## What the task asks
Gather up every line from the entries below that uses the word "SchemaInvalid".

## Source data
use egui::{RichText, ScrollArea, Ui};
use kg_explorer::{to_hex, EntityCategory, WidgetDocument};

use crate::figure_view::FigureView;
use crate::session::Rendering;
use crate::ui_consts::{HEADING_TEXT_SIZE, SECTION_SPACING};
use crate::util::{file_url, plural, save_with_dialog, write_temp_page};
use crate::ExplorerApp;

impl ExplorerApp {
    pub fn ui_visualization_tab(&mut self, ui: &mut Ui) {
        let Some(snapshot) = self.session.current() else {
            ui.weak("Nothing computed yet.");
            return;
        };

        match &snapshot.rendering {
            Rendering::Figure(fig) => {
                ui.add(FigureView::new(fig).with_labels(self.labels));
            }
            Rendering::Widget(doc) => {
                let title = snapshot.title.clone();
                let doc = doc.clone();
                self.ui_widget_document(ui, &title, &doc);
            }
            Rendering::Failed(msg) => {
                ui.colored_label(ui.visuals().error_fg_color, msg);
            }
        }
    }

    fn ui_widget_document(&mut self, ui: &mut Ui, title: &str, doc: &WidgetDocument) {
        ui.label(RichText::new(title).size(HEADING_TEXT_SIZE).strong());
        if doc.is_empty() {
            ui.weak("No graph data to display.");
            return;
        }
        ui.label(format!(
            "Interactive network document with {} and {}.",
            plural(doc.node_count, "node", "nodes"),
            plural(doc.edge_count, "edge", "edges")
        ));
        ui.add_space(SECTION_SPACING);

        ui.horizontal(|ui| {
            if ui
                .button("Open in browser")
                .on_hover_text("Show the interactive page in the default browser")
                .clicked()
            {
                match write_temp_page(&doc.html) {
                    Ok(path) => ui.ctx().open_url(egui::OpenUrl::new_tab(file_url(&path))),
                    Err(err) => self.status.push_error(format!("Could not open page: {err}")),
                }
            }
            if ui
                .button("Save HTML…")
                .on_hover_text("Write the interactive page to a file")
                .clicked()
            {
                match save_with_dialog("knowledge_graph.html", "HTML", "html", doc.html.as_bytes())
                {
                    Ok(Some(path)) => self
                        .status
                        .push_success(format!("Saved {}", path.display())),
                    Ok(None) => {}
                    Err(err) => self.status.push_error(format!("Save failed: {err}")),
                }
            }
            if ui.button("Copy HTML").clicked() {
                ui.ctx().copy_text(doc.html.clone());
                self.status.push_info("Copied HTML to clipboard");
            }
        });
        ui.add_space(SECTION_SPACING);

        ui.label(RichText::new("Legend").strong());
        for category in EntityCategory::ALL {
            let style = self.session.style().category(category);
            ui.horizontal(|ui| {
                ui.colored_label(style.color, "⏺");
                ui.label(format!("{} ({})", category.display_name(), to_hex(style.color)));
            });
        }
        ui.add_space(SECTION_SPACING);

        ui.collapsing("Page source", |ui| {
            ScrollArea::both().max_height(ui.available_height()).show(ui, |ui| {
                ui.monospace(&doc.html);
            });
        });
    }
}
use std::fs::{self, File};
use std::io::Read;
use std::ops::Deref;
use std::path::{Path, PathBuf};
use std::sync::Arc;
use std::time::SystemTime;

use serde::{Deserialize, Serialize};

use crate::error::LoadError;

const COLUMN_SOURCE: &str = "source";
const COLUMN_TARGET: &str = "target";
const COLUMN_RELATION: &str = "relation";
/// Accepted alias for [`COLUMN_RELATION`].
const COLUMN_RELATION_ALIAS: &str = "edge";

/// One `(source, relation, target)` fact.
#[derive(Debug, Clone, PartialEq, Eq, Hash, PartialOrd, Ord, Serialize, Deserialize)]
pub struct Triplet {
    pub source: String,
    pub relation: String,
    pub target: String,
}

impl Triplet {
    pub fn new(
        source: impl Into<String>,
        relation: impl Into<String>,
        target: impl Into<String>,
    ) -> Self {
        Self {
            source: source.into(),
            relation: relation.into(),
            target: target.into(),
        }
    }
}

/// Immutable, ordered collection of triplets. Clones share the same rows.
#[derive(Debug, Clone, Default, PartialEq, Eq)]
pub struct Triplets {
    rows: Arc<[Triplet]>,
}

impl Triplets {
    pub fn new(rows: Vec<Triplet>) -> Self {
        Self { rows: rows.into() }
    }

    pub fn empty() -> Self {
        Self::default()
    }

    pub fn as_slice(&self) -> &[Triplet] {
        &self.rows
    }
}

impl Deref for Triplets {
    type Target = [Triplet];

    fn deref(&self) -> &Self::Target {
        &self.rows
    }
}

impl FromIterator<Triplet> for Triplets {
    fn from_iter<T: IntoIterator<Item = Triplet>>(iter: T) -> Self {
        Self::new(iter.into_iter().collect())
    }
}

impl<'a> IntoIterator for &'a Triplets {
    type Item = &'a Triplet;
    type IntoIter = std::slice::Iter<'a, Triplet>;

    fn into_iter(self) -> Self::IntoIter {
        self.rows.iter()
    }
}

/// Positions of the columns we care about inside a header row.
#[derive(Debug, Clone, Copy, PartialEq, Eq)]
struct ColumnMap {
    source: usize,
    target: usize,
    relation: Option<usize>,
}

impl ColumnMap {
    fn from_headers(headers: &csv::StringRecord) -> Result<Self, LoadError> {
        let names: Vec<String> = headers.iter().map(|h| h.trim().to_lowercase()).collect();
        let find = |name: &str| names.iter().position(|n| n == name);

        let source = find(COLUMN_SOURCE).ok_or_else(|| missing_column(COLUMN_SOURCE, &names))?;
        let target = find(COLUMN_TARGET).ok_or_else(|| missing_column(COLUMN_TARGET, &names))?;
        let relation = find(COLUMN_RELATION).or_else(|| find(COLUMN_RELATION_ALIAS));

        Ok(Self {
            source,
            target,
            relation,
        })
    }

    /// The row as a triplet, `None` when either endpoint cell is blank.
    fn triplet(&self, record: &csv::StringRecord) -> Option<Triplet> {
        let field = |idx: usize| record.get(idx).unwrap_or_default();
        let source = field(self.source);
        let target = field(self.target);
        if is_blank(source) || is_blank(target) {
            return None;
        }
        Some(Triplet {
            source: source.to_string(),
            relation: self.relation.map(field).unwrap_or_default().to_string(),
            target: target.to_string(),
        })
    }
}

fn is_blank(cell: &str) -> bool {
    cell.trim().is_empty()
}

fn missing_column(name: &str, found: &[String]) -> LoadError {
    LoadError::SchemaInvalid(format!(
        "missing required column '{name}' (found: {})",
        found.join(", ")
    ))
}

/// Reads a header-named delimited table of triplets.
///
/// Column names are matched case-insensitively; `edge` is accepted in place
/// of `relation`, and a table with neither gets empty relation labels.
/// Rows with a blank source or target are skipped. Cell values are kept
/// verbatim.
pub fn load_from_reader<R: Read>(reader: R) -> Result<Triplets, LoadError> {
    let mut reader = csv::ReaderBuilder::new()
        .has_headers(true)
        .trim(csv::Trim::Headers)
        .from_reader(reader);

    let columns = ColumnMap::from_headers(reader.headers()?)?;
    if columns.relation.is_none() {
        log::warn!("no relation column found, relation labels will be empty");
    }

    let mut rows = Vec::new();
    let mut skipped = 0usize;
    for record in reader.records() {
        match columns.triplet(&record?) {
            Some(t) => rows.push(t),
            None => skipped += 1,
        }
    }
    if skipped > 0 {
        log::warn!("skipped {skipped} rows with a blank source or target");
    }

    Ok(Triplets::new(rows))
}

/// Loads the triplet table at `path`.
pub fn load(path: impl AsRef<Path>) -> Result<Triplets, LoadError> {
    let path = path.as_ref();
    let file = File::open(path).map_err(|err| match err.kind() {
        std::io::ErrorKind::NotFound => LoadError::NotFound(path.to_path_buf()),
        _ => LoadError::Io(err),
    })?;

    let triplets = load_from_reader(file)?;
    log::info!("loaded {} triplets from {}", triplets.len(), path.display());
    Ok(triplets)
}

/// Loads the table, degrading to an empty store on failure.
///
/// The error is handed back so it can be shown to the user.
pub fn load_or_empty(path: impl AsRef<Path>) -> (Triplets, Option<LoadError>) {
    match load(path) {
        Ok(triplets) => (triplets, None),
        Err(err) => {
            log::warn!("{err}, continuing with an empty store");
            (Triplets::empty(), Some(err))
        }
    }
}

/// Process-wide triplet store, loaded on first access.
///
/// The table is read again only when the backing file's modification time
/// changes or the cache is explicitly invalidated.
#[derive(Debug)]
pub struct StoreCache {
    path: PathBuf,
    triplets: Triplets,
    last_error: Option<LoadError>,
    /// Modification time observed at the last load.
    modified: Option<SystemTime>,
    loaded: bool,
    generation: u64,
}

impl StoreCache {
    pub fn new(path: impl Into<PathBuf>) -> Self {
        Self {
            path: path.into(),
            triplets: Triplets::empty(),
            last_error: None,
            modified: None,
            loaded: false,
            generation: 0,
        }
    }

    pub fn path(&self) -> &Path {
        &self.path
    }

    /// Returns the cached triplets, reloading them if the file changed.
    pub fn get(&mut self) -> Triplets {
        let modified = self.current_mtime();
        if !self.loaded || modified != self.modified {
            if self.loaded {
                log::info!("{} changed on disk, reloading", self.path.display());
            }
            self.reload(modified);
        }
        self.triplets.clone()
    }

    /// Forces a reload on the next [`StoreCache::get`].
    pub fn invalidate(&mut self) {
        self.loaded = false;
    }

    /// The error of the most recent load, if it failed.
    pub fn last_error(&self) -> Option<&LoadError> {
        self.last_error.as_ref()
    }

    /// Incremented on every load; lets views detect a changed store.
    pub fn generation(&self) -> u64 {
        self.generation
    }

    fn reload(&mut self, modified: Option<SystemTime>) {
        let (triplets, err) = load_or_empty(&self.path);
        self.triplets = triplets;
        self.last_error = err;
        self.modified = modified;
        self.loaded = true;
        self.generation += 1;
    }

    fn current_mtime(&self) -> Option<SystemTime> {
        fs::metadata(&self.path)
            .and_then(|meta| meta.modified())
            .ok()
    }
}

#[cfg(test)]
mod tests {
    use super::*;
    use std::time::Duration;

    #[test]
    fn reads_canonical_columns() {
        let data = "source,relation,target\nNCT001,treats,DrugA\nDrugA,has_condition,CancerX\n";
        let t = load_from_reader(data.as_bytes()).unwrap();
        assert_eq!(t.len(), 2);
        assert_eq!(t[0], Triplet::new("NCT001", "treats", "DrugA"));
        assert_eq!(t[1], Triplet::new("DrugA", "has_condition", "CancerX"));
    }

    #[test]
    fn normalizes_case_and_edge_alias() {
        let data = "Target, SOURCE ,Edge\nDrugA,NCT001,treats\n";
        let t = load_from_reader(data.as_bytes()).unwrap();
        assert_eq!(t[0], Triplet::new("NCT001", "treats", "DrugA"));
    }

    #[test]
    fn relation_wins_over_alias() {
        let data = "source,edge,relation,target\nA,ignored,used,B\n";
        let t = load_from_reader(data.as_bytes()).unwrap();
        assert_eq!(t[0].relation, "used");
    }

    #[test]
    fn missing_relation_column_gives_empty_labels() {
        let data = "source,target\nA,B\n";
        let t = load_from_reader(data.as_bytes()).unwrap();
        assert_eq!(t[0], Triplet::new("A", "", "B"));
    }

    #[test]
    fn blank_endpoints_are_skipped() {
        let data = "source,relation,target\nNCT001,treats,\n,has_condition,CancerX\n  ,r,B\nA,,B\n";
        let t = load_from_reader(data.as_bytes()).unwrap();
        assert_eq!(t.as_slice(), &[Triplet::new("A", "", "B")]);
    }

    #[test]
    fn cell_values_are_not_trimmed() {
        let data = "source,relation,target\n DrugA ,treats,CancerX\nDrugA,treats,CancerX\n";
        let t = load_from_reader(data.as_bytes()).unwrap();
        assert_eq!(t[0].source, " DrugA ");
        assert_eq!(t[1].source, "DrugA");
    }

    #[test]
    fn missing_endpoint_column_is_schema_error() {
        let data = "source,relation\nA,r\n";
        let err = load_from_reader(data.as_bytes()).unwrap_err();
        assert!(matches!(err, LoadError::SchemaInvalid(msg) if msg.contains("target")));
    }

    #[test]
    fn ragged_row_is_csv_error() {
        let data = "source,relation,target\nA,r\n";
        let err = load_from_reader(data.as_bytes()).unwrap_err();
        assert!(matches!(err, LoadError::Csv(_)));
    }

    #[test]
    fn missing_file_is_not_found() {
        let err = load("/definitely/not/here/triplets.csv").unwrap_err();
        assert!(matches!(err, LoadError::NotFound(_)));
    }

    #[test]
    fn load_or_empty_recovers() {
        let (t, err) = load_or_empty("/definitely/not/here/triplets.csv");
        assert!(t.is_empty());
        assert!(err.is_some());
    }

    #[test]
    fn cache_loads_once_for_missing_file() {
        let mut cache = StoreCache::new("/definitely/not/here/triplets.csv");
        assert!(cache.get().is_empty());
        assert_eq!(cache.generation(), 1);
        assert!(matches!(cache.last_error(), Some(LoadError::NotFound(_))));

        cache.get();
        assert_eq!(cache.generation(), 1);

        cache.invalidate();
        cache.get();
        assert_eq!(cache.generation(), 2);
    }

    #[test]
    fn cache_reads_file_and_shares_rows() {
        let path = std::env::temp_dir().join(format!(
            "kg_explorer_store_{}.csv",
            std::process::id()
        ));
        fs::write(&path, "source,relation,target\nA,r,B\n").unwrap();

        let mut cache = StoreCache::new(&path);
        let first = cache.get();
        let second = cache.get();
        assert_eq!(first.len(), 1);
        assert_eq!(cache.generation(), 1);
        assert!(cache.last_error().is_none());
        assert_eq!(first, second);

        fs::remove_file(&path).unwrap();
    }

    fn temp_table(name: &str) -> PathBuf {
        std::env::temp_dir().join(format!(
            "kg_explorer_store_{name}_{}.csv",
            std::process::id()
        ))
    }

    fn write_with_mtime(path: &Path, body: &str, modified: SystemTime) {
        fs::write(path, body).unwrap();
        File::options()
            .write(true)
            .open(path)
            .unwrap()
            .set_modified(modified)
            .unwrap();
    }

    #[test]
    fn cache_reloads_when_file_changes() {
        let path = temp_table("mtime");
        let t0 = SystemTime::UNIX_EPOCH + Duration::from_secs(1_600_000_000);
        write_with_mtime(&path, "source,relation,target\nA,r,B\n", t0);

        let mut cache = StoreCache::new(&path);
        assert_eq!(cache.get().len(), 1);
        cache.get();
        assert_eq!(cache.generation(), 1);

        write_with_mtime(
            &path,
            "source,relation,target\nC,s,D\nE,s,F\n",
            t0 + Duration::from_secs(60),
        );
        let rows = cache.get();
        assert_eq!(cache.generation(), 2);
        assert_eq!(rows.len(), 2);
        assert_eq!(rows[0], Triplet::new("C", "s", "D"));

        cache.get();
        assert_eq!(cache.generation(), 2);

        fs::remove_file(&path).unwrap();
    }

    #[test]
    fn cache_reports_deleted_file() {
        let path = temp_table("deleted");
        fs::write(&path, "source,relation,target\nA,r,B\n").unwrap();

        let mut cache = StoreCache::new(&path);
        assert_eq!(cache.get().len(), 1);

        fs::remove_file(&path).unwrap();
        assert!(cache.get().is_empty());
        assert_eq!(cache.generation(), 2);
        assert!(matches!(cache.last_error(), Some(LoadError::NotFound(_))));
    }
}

## Exercise result
    LoadError::SchemaInvalid(format!(
        assert!(matches!(err, LoadError::SchemaInvalid(msg) if msg.contains("target")));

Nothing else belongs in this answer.